=== Data for this task ===

//! Time grids for evaluating a series

/// `num` evenly spaced points from `start` to `stop`, both inclusive.
///
/// Points are computed as `start + i * step` and the final point is pinned
/// to `stop` so rounding never leaves it short.
pub fn linspace(start: f64, stop: f64, num: usize) -> Vec<f64> {
    match num {
        0 => Vec::new(),
        1 => vec![start],
        _ => {
            let step = (stop - start) / (num - 1) as f64;
            let mut points: Vec<f64> = (0..num).map(|i| i as f64 * step + start).collect();
            points[num - 1] = stop;
            points
        }
    }
}

/// Sample indices `0.0, 1.0, .. count - 1` as a time grid.
///
/// Paired with a frequency divided by the sample rate this evaluates a
/// series directly at audio sample positions.
pub fn sample_indices(count: usize) -> Vec<f64> {
    (0..count).map(|i| i as f64).collect()
}

/// Grid spanning `periods` cycles of `frequency` with `samples` points
pub fn plot_grid(frequency: f64, samples: usize, periods: f64) -> Vec<f64> {
    linspace(0.0, periods / frequency, samples)
}
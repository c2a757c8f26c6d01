use crossterm::event::{self, Event, KeyCode, KeyEvent, KeyEventKind, KeyModifiers};
use std::time::Duration;

use super::app::App;
use crate::types::waveform::Waveform;

/// Handle keyboard events and update app state
pub fn handle_events(app: &mut App) -> anyhow::Result<()> {
    // Poll for events with timeout
    if event::poll(Duration::from_millis(50))? {
        if let Event::Key(key) = event::read()? {
            if key.kind == KeyEventKind::Press {
                handle_key_event(app, key);
            }
        }
    }
    Ok(())
}

/// Process individual key press
pub fn handle_key_event(app: &mut App, key: KeyEvent) {
    if key.modifiers.contains(KeyModifiers::CONTROL) && matches!(key.code, KeyCode::Char('c')) {
        app.quit();
        return;
    }

    match key.code {
        KeyCode::Char('q') | KeyCode::Esc => app.quit(),

        // Navigate parameters (vim-style: h=left, l=right)
        KeyCode::Char('l') | KeyCode::Right | KeyCode::Tab => app.next_parameter(),
        KeyCode::Char('h') | KeyCode::Left | KeyCode::BackTab => app.prev_parameter(),

        // Adjust values (vim-style: k=up, j=down)
        KeyCode::Char('k') | KeyCode::Up => app.increase_value(),
        KeyCode::Char('j') | KeyCode::Down => app.decrease_value(),

        KeyCode::Char('p') | KeyCode::Char(' ') => app.request_play(),

        // Quick waveform selection
        KeyCode::Char(c @ '1'..='6') => {
            let index = c as usize - '1' as usize;
            app.select_waveform(Waveform::ALL[index]);
        }

        _ => {}
    }
}

#[cfg(test)]
mod tests {
    use super::*;
    use crate::config::FourierConfig;
    use crate::ui::app::Parameter;

    fn press(app: &mut App, code: KeyCode) {
        handle_key_event(app, KeyEvent::new(code, KeyModifiers::NONE));
    }

    #[test]
    fn test_quick_select() {
        let mut app = App::new(&FourierConfig::default());
        press(&mut app, KeyCode::Char('5'));
        assert_eq!(app.waveform, Waveform::FullRectified);
        press(&mut app, KeyCode::Char('2'));
        assert_eq!(app.waveform, Waveform::Square);
    }

    #[test]
    fn test_navigation_and_adjust() {
        let mut app = App::new(&FourierConfig::default());
        press(&mut app, KeyCode::Right);
        assert_eq!(app.selected_param, Parameter::Frequency);
        press(&mut app, KeyCode::Up);
        assert_eq!(app.frequency, 60.0);
        press(&mut app, KeyCode::Char('j'));
        assert_eq!(app.frequency, 50.0);
    }

    #[test]
    fn test_quit_keys() {
        let mut app = App::new(&FourierConfig::default());
        handle_key_event(&mut app, KeyEvent::new(KeyCode::Char('c'), KeyModifiers::CONTROL));
        assert!(app.should_quit);

        let mut app = App::new(&FourierConfig::default());
        press(&mut app, KeyCode::Esc);
        assert!(app.should_quit);
    }
}
pub mod player;
pub mod tone;

pub use player::{find_audio_device, list_audio_devices, play_tone};
pub use tone::render_tone;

===

Set down precisely the lines above between the line holding "if let Event::Key(key)" and the line holding "(vim-style: h=left, l=right)", inclusive, and nothing beyond them.

▶ **Final answer**:
        if let Event::Key(key) = event::read()? {
            if key.kind == KeyEventKind::Press {
                handle_key_event(app, key);
            }
        }
    }
    Ok(())
}

/// Process individual key press
pub fn handle_key_event(app: &mut App, key: KeyEvent) {
    if key.modifiers.contains(KeyModifiers::CONTROL) && matches!(key.code, KeyCode::Char('c')) {
        app.quit();
        return;
    }

    match key.code {
        KeyCode::Char('q') | KeyCode::Esc => app.quit(),

        // Navigate parameters (vim-style: h=left, l=right)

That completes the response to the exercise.